The estimated limit on the NMC is derived from the NMM result via Eq. (2), while assuming \(T\sim 2 \,\mathrm{keV}_{ee}\) corresponding to the lower limit of the ROI. It amounts to

$$\begin{aligned} |q_{\nu }| < 3.3\cdot 10^{-12}\,e_{0} \text { (90\% CL).} \end{aligned}$$
(4)

This limit is approximately a factor of 2 above the one obtained from the NMM limit of the reactor antineutrino experiment GEMMA, which was derived in an analogous way [24]. Even though the GEMMA experiment achieved a better NMM limit, the lower minimum recoil energy of 2.0 \(\hbox {keV}_{{ee}}\), available in the CONUS data analysis, compared with the threshold of 2.8 \(\hbox {keV}_{{ee}}\) in the GEMMA experiment, leads to a closer approach of the NMC limits. The signal expectations for both limits are shown in Fig. 3.

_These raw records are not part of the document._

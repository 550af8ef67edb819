//! Error types for feed retrieval and envelope parsing.
//!
//! Icon failures have no error type here on purpose: the icon fetcher
//! collapses them into `None` at its own boundary.

/// A feed request failed.
#[derive(Debug, Clone, PartialEq, Eq, thiserror::Error)]
pub enum FetchError {
    /// Connection, TLS, timeout, or body-read failure.
    #[error("transport error fetching {url}: {message}")]
    Transport {
        /// The requested URL.
        url: String,
        /// Description of the failure.
        message: String,
    },

    /// The server answered with a non-success status.
    #[error("HTTP {status} from {url}")]
    Http {
        /// The requested URL.
        url: String,
        /// The status code.
        status: u16,
    },

    /// The server answered 2xx with no content.
    #[error("empty response body from {url}")]
    EmptyBody {
        /// The requested URL.
        url: String,
    },

    /// The feed URL could not be built from the base URL and area.
    #[error("invalid feed URL: {message}")]
    InvalidUrl {
        /// Description of the problem.
        message: String,
    },
}

/// A feed payload could not be turned into a feature collection.
#[derive(Debug, Clone, PartialEq, Eq, thiserror::Error)]
pub enum ParseError {
    /// The payload is not valid JSON.
    #[error("malformed JSON: {message}")]
    MalformedJson {
        /// The JSON parser's message.
        message: String,
    },

    /// The payload is not an object with a top-level `data` member.
    #[error("envelope has no `data` field")]
    MissingDataField,

    /// `data` is not a structurally valid GeoJSON feature collection.
    #[error("invalid GeoJSON: {message}")]
    InvalidGeoJson {
        /// The deserializer's message.
        message: String,
    },
}

/// An HTTP client could not be constructed.
#[derive(Debug, thiserror::Error)]
pub enum ClientError {
    /// The configured base URL does not parse or cannot carry path segments.
    #[error("invalid base URL {url}: {message}")]
    InvalidBaseUrl {
        /// The configured URL.
        url: String,
        /// Description of the problem.
        message: String,
    },

    /// The underlying `reqwest` client failed to build.
    #[error("failed to build HTTP client: {source}")]
    Build {
        /// The underlying error.
        #[from]
        source: reqwest::Error,
    },
}
//! Identifiers for sync cycles, entities, and render primitives.
//!
//! Cycle identifiers are UUID v7 (time-ordered) so that event streams from
//! consecutive cycles sort naturally. Entity keys and primitive ids are plain
//! strings because the render surface namespaces everything by string id.

use serde::{Deserialize, Serialize};
use uuid::Uuid;

use crate::feed::FeedType;

/// Generates a newtype wrapper around [`Uuid`] with standard derives.
macro_rules! define_id {
    (
        $(#[$meta:meta])*
        $name:ident
    ) => {
        $(#[$meta])*
        #[derive(Debug, Clone, Copy, PartialEq, Eq, PartialOrd, Ord, Hash, Serialize, Deserialize)]
        pub struct $name(pub Uuid);

        impl $name {
            /// Create a new identifier using UUID v7 (time-ordered).
            pub fn new() -> Self {
                Self(Uuid::now_v7())
            }

            /// Return the inner [`Uuid`] value.
            pub const fn into_inner(self) -> Uuid {
                self.0
            }
        }

        impl Default for $name {
            fn default() -> Self {
                Self::new()
            }
        }

        impl core::fmt::Display for $name {
            fn fmt(&self, f: &mut core::fmt::Formatter<'_>) -> core::fmt::Result {
                write!(f, "{}", self.0)
            }
        }

        impl From<Uuid> for $name {
            fn from(id: Uuid) -> Self {
                Self(id)
            }
        }
    };
}

define_id! {
    /// Unique identifier for one orchestrated sync cycle (all feeds).
    CycleId
}

/// Per-feed key of one entity within a cycle.
///
/// Keys are restricted to `[A-Za-z0-9_-]` so they can be embedded in
/// primitive ids. `-` only appears as the start of a `-XX` byte escape.
#[derive(Debug, Clone, PartialEq, Eq, PartialOrd, Ord, Hash, Serialize, Deserialize)]
pub struct EntityKey(String);

impl EntityKey {
    /// Key derived from the entity's ordinal position in the feed.
    pub fn positional(index: usize) -> Self {
        Self(index.to_string())
    }

    /// Key derived from a feed-provided value. Every byte outside
    /// `[A-Za-z0-9_]` is written as `-` plus two uppercase hex digits, so
    /// distinct values give distinct keys. Returns `None` for a blank value.
    pub fn escaped(raw: &str) -> Option<Self> {
        if raw.trim().is_empty() {
            return None;
        }
        let mut key = String::with_capacity(raw.len());
        for byte in raw.bytes() {
            if byte.is_ascii_alphanumeric() || byte == b'_' {
                key.push(char::from(byte));
            } else {
                key.push_str(&format!("-{byte:02X}"));
            }
        }
        Some(Self(key))
    }

    /// Fallback key for a feature that lacks its feature key.
    ///
    /// The `pos` prefix keeps these out of the way of escaped feed keys
    /// that happen to be plain numbers.
    pub fn fallback(index: usize) -> Self {
        Self(format!("pos{index}"))
    }

    /// The key as a string slice.
    pub fn as_str(&self) -> &str {
        &self.0
    }
}

impl core::fmt::Display for EntityKey {
    fn fmt(&self, f: &mut core::fmt::Formatter<'_>) -> core::fmt::Result {
        f.write_str(&self.0)
    }
}

/// Every render primitive id an entity may own.
///
/// An entity only ever has one of the two layer kinds registered at a time,
/// but both ids are derived so the stale one can be torn down when the
/// entity's geometry class changes between cycles.
#[derive(Debug, Clone, PartialEq, Eq, Serialize, Deserialize)]
pub struct PrimitiveIds {
    /// Geometry source id (e.g. `vehicle_3`).
    pub source: String,
    /// Icon image id (e.g. `icon_3`).
    pub image: String,
    /// Symbol layer id (e.g. `circle_3`).
    pub symbol_layer: String,
    /// Line layer id (e.g. `parking_outline_3`).
    pub line_layer: String,
}

impl PrimitiveIds {
    /// Derive the primitive ids for an entity of the given feed.
    pub fn for_entity(feed: FeedType, key: &EntityKey) -> Self {
        let source_prefix = feed.source_prefix();
        Self {
            source: format!("{source_prefix}_{key}"),
            image: format!("{}_{key}", feed.image_prefix()),
            symbol_layer: format!("{}_{key}", feed.symbol_layer_prefix()),
            line_layer: format!("{source_prefix}_outline_{key}"),
        }
    }
}
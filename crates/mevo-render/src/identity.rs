//! How entities are matched to primitive ids across cycles.

use mevo_types::{EntityKey, Feature};
use serde::{Deserialize, Serialize};
use serde_json::Value;

/// Strategy for deriving an [`EntityKey`] from a feature.
///
/// `Positional` reproduces the feed's ordinal numbering: the k-th feature of
/// every cycle reuses the k-th feature's ids. `FeatureKey` keys entities by a
/// stable value the feed provides, so an entity keeps its primitives when the
/// feed reorders.
#[derive(Debug, Clone, Default, PartialEq, Eq, Serialize, Deserialize)]
#[serde(tag = "strategy", rename_all = "snake_case")]
pub enum IdentityStrategy {
    /// Key by position in the feature array.
    #[default]
    Positional,
    /// Key by a property (or the feature `id` when `property` is unset).
    FeatureKey {
        /// Property to read the key from.
        #[serde(default)]
        property: Option<String>,
    },
}

impl IdentityStrategy {
    /// Key for the feature at `index`.
    ///
    /// Under `FeatureKey`, a feature without a usable value falls back to the
    /// feature `id`, then to a positional fallback key.
    pub fn key_for(&self, index: usize, feature: &Feature) -> EntityKey {
        match self {
            Self::Positional => EntityKey::positional(index),
            Self::FeatureKey { property } => property
                .as_deref()
                .and_then(|name| feature.property(name))
                .and_then(value_key)
                .or_else(|| {
                    feature
                        .id
                        .as_ref()
                        .and_then(|id| EntityKey::escaped(&id.to_string()))
                })
                .unwrap_or_else(|| EntityKey::fallback(index)),
        }
    }
}

fn value_key(value: &Value) -> Option<EntityKey> {
    match value {
        Value::String(text) => EntityKey::escaped(text),
        Value::Number(number) => EntityKey::escaped(&number.to_string()),
        _ => None,
    }
}

#[cfg(test)]
mod tests {
    use mevo_types::{FeatureId, Geometry};
    use serde_json::{Map, json};

    use super::*;

    fn feature(properties: Value, id: Option<FeatureId>) -> Feature {
        let map: Map<String, Value> = properties.as_object().cloned().unwrap_or_default();
        let mut feature = Feature::new(
            Geometry::Point {
                coordinates: vec![174.78, -41.29],
            },
            map,
        );
        feature.id = id;
        feature
    }

    #[test]
    fn positional_uses_index() {
        let f = feature(json!({"vehicleId": "abc"}), None);
        assert_eq!(IdentityStrategy::Positional.key_for(3, &f).as_str(), "3");
    }

    #[test]
    fn feature_key_prefers_property_then_id_then_fallback() {
        let strategy = IdentityStrategy::FeatureKey {
            property: Some("vehicleId".to_owned()),
        };
        let with_property = feature(
            json!({"vehicleId": "WLG 42"}),
            Some(FeatureId::Text("other".to_owned())),
        );
        assert_eq!(strategy.key_for(0, &with_property).as_str(), "WLG-2042");

        let with_id = feature(json!({}), Some(FeatureId::Number(7.into())));
        assert_eq!(strategy.key_for(0, &with_id).as_str(), "7");

        let bare = feature(json!({"vehicleId": true}), None);
        assert_eq!(strategy.key_for(5, &bare).as_str(), "pos5");
    }

    #[test]
    fn deserializes_from_config() {
        let strategy: IdentityStrategy =
            serde_json::from_value(json!({"strategy": "feature_key", "property": "id"}))
                .unwrap_or_default();
        assert_eq!(
            strategy,
            IdentityStrategy::FeatureKey {
                property: Some("id".to_owned())
            }
        );
    }
}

The CONUS constraints on the NMM and the NMC as presented in this publication are limited by the low statistics in particular for the outages, in which the reactor is turned off. Improvements are expected with more data in both ON and OFF periods. In particular, the experiment will profit from a long background measurement in 2022, since the reactor finished operation by the end of 2021. For all exposure combined, we estimate a sensitivity of \(\mu _{\nu }<5.2\cdot 10^{-11}\,\mu _B\). Even though the exposure will increase significantly, the sensitivity improves by the fourth root, leading to an improvement of less than a factor of 2. Moreover, it is foreseen to extend the energy range towards higher- and lower-energy regions. At low energies, an improved modeling of background and noise parameters might be achieved at highly stable conditions during recent and upcoming data collection. Optimized DAQ settings will allow the inclusion of data at higher energies. Both extensions will further enhance the expected sensitivity. The DAQ system in CONUS was upgraded and improved. Therefore, knowledge of the pulse shape of the signals can be included in future analyses, allowing further background understanding and suppression in the ROI. With those significant improvements, stronger bounds on the electromagnetic properties of neutrinos are expected with the upcoming CONUS data. Furthermore, as soon as a CE\(\nu \)NS signal is observed, additional limits can also be derived from its nuclear recoil spectrum in the sub-keV regime.